use crate::core::path;
use crate::error::Result;
use serde::{Deserialize, Serialize};
use sqlx::SqlitePool;
use std::sync::Arc;

/// 冲突解决策略
#[derive(Debug, Clone, Copy, PartialEq, Eq, Serialize, Deserialize, Default)]
#[serde(rename_all = "snake_case")]
pub enum ConflictStrategy {
    /// 远端占用原路径，本地版本改名保留，两端都得到两份
    #[default]
    KeepBoth,
    KeepLocal,
    KeepRemote,
    /// 不处理，条目保持未同步
    Skip,
}

impl std::fmt::Display for ConflictStrategy {
    fn fmt(&self, f: &mut std::fmt::Formatter<'_>) -> std::fmt::Result {
        match self {
            ConflictStrategy::KeepBoth => write!(f, "keep_both"),
            ConflictStrategy::KeepLocal => write!(f, "keep_local"),
            ConflictStrategy::KeepRemote => write!(f, "keep_remote"),
            ConflictStrategy::Skip => write!(f, "skip"),
        }
    }
}

/// 冲突详情，随决策一起传给执行阶段写入冲突日志
#[derive(Debug, Clone, PartialEq, Eq)]
pub struct ConflictInfo {
    pub path: String,
    pub strategy: ConflictStrategy,
    pub renamed_to: Option<String>,
    pub local_fingerprint: Option<String>,
    pub remote_fingerprint: Option<String>,
    pub local_time: i64,
    pub remote_time: i64,
}

/// 冲突记录
#[derive(Debug, Clone, Serialize, Deserialize, sqlx::FromRow)]
#[serde(rename_all = "camelCase")]
pub struct ConflictRecord {
    pub id: i64,
    pub file_path: String,
    pub renamed_path: Option<String>,
    pub resolution: String,
    pub local_fingerprint: Option<String>,
    pub remote_fingerprint: Option<String>,
    pub local_time: Option<i64>,
    pub remote_time: Option<i64>,
    pub created_at: i64,
}

/// 生成冲突文件名
///
/// 扩展名只在文件名部分查找，`.bashrc` 这类点开头的名字视为无扩展名。
pub fn generate_conflict_name(rel_path: &str, side: &str, timestamp: i64) -> String {
    use chrono::DateTime;

    let dt = DateTime::from_timestamp(timestamp, 0)
        .map(|d| d.format("%Y%m%d_%H%M%S").to_string())
        .unwrap_or_else(|| "unknown".to_string());

    let name = path::file_name(rel_path);
    let renamed = match name.rfind('.') {
        Some(pos) if pos > 0 => {
            let (stem, ext) = name.split_at(pos);
            format!("{}_conflict_{}_{}{}", stem, side, dt, ext)
        }
        _ => format!("{}_conflict_{}_{}", name, side, dt),
    };
    path::join(path::parent(rel_path), &renamed)
}

/// 生成不与已有路径冲突的名字，必要时追加序号
pub fn unique_conflict_name(
    rel_path: &str,
    side: &str,
    timestamp: i64,
    taken: impl Fn(&str) -> bool,
) -> String {
    let base = generate_conflict_name(rel_path, side, timestamp);
    if !taken(&base) {
        return base;
    }

    let name = path::file_name(&base);
    let (stem, ext) = match name.rfind('.') {
        Some(pos) if pos > 0 => name.split_at(pos),
        _ => (name, ""),
    };
    let parent = path::parent(&base);
    (2..)
        .map(|n| path::join(parent, &format!("{}_{}{}", stem, n, ext)))
        .find(|candidate| !taken(candidate))
        .unwrap_or(base)
}

/// 冲突日志
#[derive(Debug, Clone)]
pub struct ConflictLog {
    db: Arc<SqlitePool>,
}

impl ConflictLog {
    pub fn new(db: Arc<SqlitePool>) -> Self {
        Self { db }
    }

    /// 记录冲突
    pub async fn record(&self, info: &ConflictInfo) -> Result<i64> {
        let now = chrono::Utc::now().timestamp();

        let result = sqlx::query(
            r#"INSERT INTO conflicts (file_path, renamed_path, resolution, local_fingerprint,
                   remote_fingerprint, local_time, remote_time, created_at)
               VALUES (?, ?, ?, ?, ?, ?, ?, ?)"#,
        )
        .bind(&info.path)
        .bind(&info.renamed_to)
        .bind(info.strategy.to_string())
        .bind(&info.local_fingerprint)
        .bind(&info.remote_fingerprint)
        .bind(info.local_time)
        .bind(info.remote_time)
        .bind(now)
        .execute(&*self.db)
        .await?;

        Ok(result.last_insert_rowid())
    }

    /// 最近的冲突记录
    pub async fn recent(&self, limit: i64) -> Result<Vec<ConflictRecord>> {
        let rows = sqlx::query_as::<_, ConflictRecord>(
            "SELECT * FROM conflicts ORDER BY created_at DESC, id DESC LIMIT ?",
        )
        .bind(limit)
        .fetch_all(&*self.db)
        .await?;
        Ok(rows)
    }

    /// 清理早于某时间的记录
    pub async fn cleanup_before(&self, before: i64) -> Result<u64> {
        let result = sqlx::query("DELETE FROM conflicts WHERE created_at < ?")
            .bind(before)
            .execute(&*self.db)
            .await?;
        Ok(result.rows_affected())
    }
}
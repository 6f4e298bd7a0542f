pub mod local;

pub use local::{LocalFs, LocalMeta};
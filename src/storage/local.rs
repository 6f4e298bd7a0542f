use crate::core::filter::FilterRules;
use crate::core::path;
use crate::core::scanner::mtime_nanos;
use std::io;
use std::path::{Path, PathBuf};
use tokio::fs;

/// 本地条目的元数据
#[derive(Debug, Clone, Copy, PartialEq, Eq)]
pub struct LocalMeta {
    pub size: u64,
    /// 纳秒
    pub mtime: i64,
    pub is_dir: bool,
}

/// 同步根目录下的文件操作
///
/// 所有路径都是规范相对路径；写入先落到同目录的临时文件再原子改名。
#[derive(Debug, Clone)]
pub struct LocalFs {
    root: PathBuf,
}

impl LocalFs {
    pub fn new(root: impl Into<PathBuf>) -> Self {
        Self { root: root.into() }
    }

    pub fn root(&self) -> &Path {
        &self.root
    }

    pub fn resolve(&self, rel_path: &str) -> PathBuf {
        let mut full = self.root.clone();
        for seg in rel_path.split('/').filter(|s| !s.is_empty()) {
            full.push(seg);
        }
        full
    }

    pub async fn stat(&self, rel_path: &str) -> io::Result<Option<LocalMeta>> {
        match fs::metadata(self.resolve(rel_path)).await {
            Ok(meta) => Ok(Some(LocalMeta {
                size: if meta.is_dir() { 0 } else { meta.len() },
                mtime: mtime_nanos(&meta),
                is_dir: meta.is_dir(),
            })),
            Err(e) if e.kind() == io::ErrorKind::NotFound => Ok(None),
            Err(e) => Err(e),
        }
    }

    pub async fn read(&self, rel_path: &str) -> io::Result<Vec<u8>> {
        fs::read(self.resolve(rel_path)).await
    }

    /// 原子写入，返回写入后的元数据
    pub async fn write_atomic(&self, rel_path: &str, data: &[u8]) -> io::Result<LocalMeta> {
        let full_path = self.resolve(rel_path);
        if let Some(parent) = full_path.parent() {
            fs::create_dir_all(parent).await?;
        }

        // 临时文件名以 .partial 结尾，默认过滤规则会忽略它
        let temp_name = format!(
            ".{}.{}.partial",
            path::file_name(rel_path),
            uuid::Uuid::new_v4().simple()
        );
        let temp_path = full_path.with_file_name(temp_name);

        // 失败时清理临时文件
        let guard = scopeguard::guard(temp_path.clone(), |p| {
            let _ = std::fs::remove_file(p);
        });
        fs::write(&temp_path, data).await?;
        fs::rename(&temp_path, &full_path).await?;
        scopeguard::ScopeGuard::into_inner(guard);

        let meta = fs::metadata(&full_path).await?;
        Ok(LocalMeta {
            size: meta.len(),
            mtime: mtime_nanos(&meta),
            is_dir: false,
        })
    }

    pub async fn create_dir(&self, rel_path: &str) -> io::Result<LocalMeta> {
        let full_path = self.resolve(rel_path);
        fs::create_dir_all(&full_path).await?;
        let meta = fs::metadata(&full_path).await?;
        Ok(LocalMeta {
            size: 0,
            mtime: mtime_nanos(&meta),
            is_dir: true,
        })
    }

    /// 删除文件，不存在时视为成功
    pub async fn remove_file(&self, rel_path: &str) -> io::Result<()> {
        match fs::remove_file(self.resolve(rel_path)).await {
            Err(e) if e.kind() == io::ErrorKind::NotFound => Ok(()),
            other => other,
        }
    }

    /// 删除目录
    ///
    /// 只有目录为空，或剩下的都是被过滤规则排除的文件时才删除；
    /// 否则返回错误，避免删掉扫描之后新出现的内容。
    pub async fn remove_dir(&self, rel_path: &str, rules: &FilterRules) -> io::Result<()> {
        let full_path = self.resolve(rel_path);
        if !full_path.exists() {
            return Ok(());
        }

        let mut leftovers = Vec::new();
        let mut entries = fs::read_dir(&full_path).await?;
        while let Some(entry) = entries.next_entry().await? {
            let name = entry.file_name();
            let child = path::join(rel_path, &path::normalize_name(&name.to_string_lossy()));
            let ft = entry.file_type().await?;
            if ft.is_dir() || !rules.excludes_file(&child, None) {
                return Err(io::Error::new(
                    io::ErrorKind::Other,
                    format!("folder not empty: {}", rel_path),
                ));
            }
            leftovers.push(entry.path());
        }

        for leftover in leftovers {
            fs::remove_file(leftover).await?;
        }
        fs::remove_dir(&full_path).await
    }

    /// 改名；目标已存在时报错
    pub async fn rename(&self, from: &str, to: &str) -> io::Result<()> {
        let src = self.resolve(from);
        let dst = self.resolve(to);
        if src == dst {
            return Ok(());
        }
        if fs::symlink_metadata(&dst).await.is_ok() {
            return Err(io::Error::new(
                io::ErrorKind::AlreadyExists,
                format!("target exists: {}", to),
            ));
        }
        if let Some(parent) = dst.parent() {
            fs::create_dir_all(parent).await?;
        }
        fs::rename(&src, &dst).await
    }

    /// 根目录所在文件系统的可用空间
    pub fn available_space(&self) -> io::Result<u64> {
        fs2::available_space(&self.root)
    }
}

#[cfg(test)]
mod tests {
    use super::*;
    use crate::config::FilterConfig;

    #[tokio::test]
    async fn test_write_atomic_creates_parents() {
        let dir = tempfile::tempdir().unwrap();
        let local = LocalFs::new(dir.path());
        let meta = local.write_atomic("a/b/c.txt", b"data").await.unwrap();
        assert_eq!(meta.size, 4);
        assert_eq!(local.read("a/b/c.txt").await.unwrap(), b"data");

        // 没有遗留临时文件
        let names: Vec<_> = std::fs::read_dir(dir.path().join("a/b"))
            .unwrap()
            .map(|e| e.unwrap().file_name())
            .collect();
        assert_eq!(names.len(), 1);
    }

    #[tokio::test]
    async fn test_rename_refuses_overwrite() {
        let dir = tempfile::tempdir().unwrap();
        let local = LocalFs::new(dir.path());
        local.write_atomic("a.txt", b"a").await.unwrap();
        local.write_atomic("b.txt", b"b").await.unwrap();
        assert!(local.rename("a.txt", "b.txt").await.is_err());
        local.rename("a.txt", "sub/c.txt").await.unwrap();
        assert_eq!(local.read("sub/c.txt").await.unwrap(), b"a");
    }

    #[tokio::test]
    async fn test_remove_dir_keeps_unexpected_content() {
        let dir = tempfile::tempdir().unwrap();
        let local = LocalFs::new(dir.path());
        let rules = FilterRules::from_config(&FilterConfig::default()).unwrap();

        local.write_atomic("junk/Thumbs.db", b"x").await.unwrap();
        local.remove_dir("junk", &rules).await.unwrap();
        assert!(local.stat("junk").await.unwrap().is_none());

        local.write_atomic("keep/new.txt", b"x").await.unwrap();
        assert!(local.remove_dir("keep", &rules).await.is_err());
        assert!(local.stat("keep/new.txt").await.unwrap().is_some());
    }
}
//! 错误类型

use thiserror::Error;

/// 远端 API 错误
#[derive(Debug, Error)]
pub enum RemoteError {
    /// 变更游标已失效（变更流过期），需要全量枚举
    #[error("delta cursor is no longer valid")]
    CursorInvalid,

    #[error("remote item not found: {0}")]
    NotFound(String),

    /// 网络、限流、服务端 5xx 等可重试错误
    #[error("transient remote error: {0}")]
    Transient(String),

    #[error("remote error: {0}")]
    Permanent(String),
}

impl RemoteError {
    pub fn is_transient(&self) -> bool {
        matches!(self, RemoteError::Transient(_))
    }
}

impl From<opendal::Error> for RemoteError {
    fn from(e: opendal::Error) -> Self {
        match e.kind() {
            opendal::ErrorKind::NotFound => RemoteError::NotFound(e.to_string()),
            opendal::ErrorKind::RateLimited => RemoteError::Transient(e.to_string()),
            _ if e.is_temporary() => RemoteError::Transient(e.to_string()),
            _ => RemoteError::Permanent(e.to_string()),
        }
    }
}

/// 同步过程中的错误
#[derive(Debug, Error)]
pub enum SyncError {
    /// 状态库读写失败，对当前轮次是致命的
    #[error("state store error: {0}")]
    Store(#[from] sqlx::Error),

    #[error("state store migration failed: {0}")]
    Migrate(#[from] sqlx::migrate::MigrateError),

    #[error(transparent)]
    Remote(#[from] RemoteError),

    #[error("IO error: {0}")]
    Io(#[from] std::io::Error),

    #[error("a pass is already running for drive {0}")]
    PassInProgress(String),

    #[error("pass cancelled")]
    Cancelled,

    #[error("configuration error: {0}")]
    Config(String),

    /// 单个传输失败（已重试），条目留待下一轮
    #[error("transfer failed for {path}: {reason}")]
    Transfer { path: String, reason: String },
}

impl SyncError {
    /// 致命错误会中止整轮且不推进游标
    pub fn is_fatal(&self) -> bool {
        matches!(
            self,
            SyncError::Store(_) | SyncError::Migrate(_) | SyncError::Cancelled
        )
    }

    pub fn transfer(path: impl Into<String>, reason: impl std::fmt::Display) -> Self {
        SyncError::Transfer {
            path: path.into(),
            reason: reason.to_string(),
        }
    }
}

pub type Result<T, E = SyncError> = std::result::Result<T, E>;

#[cfg(test)]
mod tests {
    use super::*;

    #[test]
    fn test_store_errors_are_fatal() {
        assert!(SyncError::Store(sqlx::Error::RowNotFound).is_fatal());
        assert!(!SyncError::transfer("a.txt", "timeout").is_fatal());
        assert!(!SyncError::Remote(RemoteError::CursorInvalid).is_fatal());
    }

    #[test]
    fn test_transient_classification() {
        assert!(RemoteError::Transient("503".into()).is_transient());
        assert!(!RemoteError::NotFound("x".into()).is_transient());
    }
}
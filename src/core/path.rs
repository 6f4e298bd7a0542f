//! 规范化相对路径
//!
//! 两端看到的文件名可能是不同的 Unicode 规范化形式（macOS 常见 NFD，
//! Linux/Windows 与大多数云端为 NFC）。所有比较前统一转为 NFC，
//! 分隔符统一为 `/`，不带首尾斜杠，根目录为空串。
//!
//! 规范形式一旦确定就不能再改：状态库里保存的上次同步快照都以它为键。

use std::path::Path;
use unicode_normalization::{is_nfc, UnicodeNormalization};

/// 将单个名称转换为 NFC
pub fn normalize_name(name: &str) -> String {
    if is_nfc(name) {
        name.to_string()
    } else {
        name.nfc().collect()
    }
}

/// 规范化相对路径
pub fn normalize_path(path: &str) -> String {
    path.split(['/', '\\'])
        .filter(|seg| !seg.is_empty() && *seg != ".")
        .map(normalize_name)
        .collect::<Vec<_>>()
        .join("/")
}

/// 把根目录下的相对 `Path` 转为规范路径，非 UTF-8 名称返回 None
pub fn from_relative(rel: &Path) -> Option<String> {
    let mut parts = Vec::new();
    for component in rel.components() {
        parts.push(normalize_name(component.as_os_str().to_str()?));
    }
    Some(parts.join("/"))
}

/// 父目录路径，根目录下的条目返回空串
pub fn parent(path: &str) -> &str {
    match path.rfind('/') {
        Some(pos) => &path[..pos],
        None => "",
    }
}

pub fn file_name(path: &str) -> &str {
    match path.rfind('/') {
        Some(pos) => &path[pos + 1..],
        None => path,
    }
}

pub fn join(parent: &str, name: &str) -> String {
    if parent.is_empty() {
        name.to_string()
    } else {
        format!("{}/{}", parent, name)
    }
}

/// 路径层级（根目录下的条目为 1）
pub fn depth(path: &str) -> usize {
    if path.is_empty() {
        0
    } else {
        path.matches('/').count() + 1
    }
}

/// `path` 是否严格位于 `ancestor` 之下
pub fn is_within(path: &str, ancestor: &str) -> bool {
    if ancestor.is_empty() {
        return !path.is_empty();
    }
    path.len() > ancestor.len()
        && path.starts_with(ancestor)
        && path.as_bytes()[ancestor.len()] == b'/'
}

/// 把 `old_prefix` 下的路径搬到 `new_prefix` 下
pub fn rebase(path: &str, old_prefix: &str, new_prefix: &str) -> Option<String> {
    if path == old_prefix {
        return Some(new_prefix.to_string());
    }
    if !is_within(path, old_prefix) {
        return None;
    }
    let suffix = if old_prefix.is_empty() {
        path
    } else {
        &path[old_prefix.len() + 1..]
    };
    Some(join(new_prefix, suffix))
}

/// 所有祖先目录，由近及远
pub fn ancestors(path: &str) -> impl Iterator<Item = &str> {
    let mut current = path;
    std::iter::from_fn(move || {
        let p = parent(current);
        if p.is_empty() {
            None
        } else {
            current = p;
            Some(p)
        }
    })
}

__________

All lines in the records above with "ErrorKind" need to be found and copied.

• _WRITTEN ANSWER_:
            Err(e) if e.kind() == io::ErrorKind::NotFound => Ok(None),
            Err(e) if e.kind() == io::ErrorKind::NotFound => Ok(()),
                    io::ErrorKind::Other,
                io::ErrorKind::AlreadyExists,
            opendal::ErrorKind::NotFound => RemoteError::NotFound(e.to_string()),
            opendal::ErrorKind::RateLimited => RemoteError::Transient(e.to_string()),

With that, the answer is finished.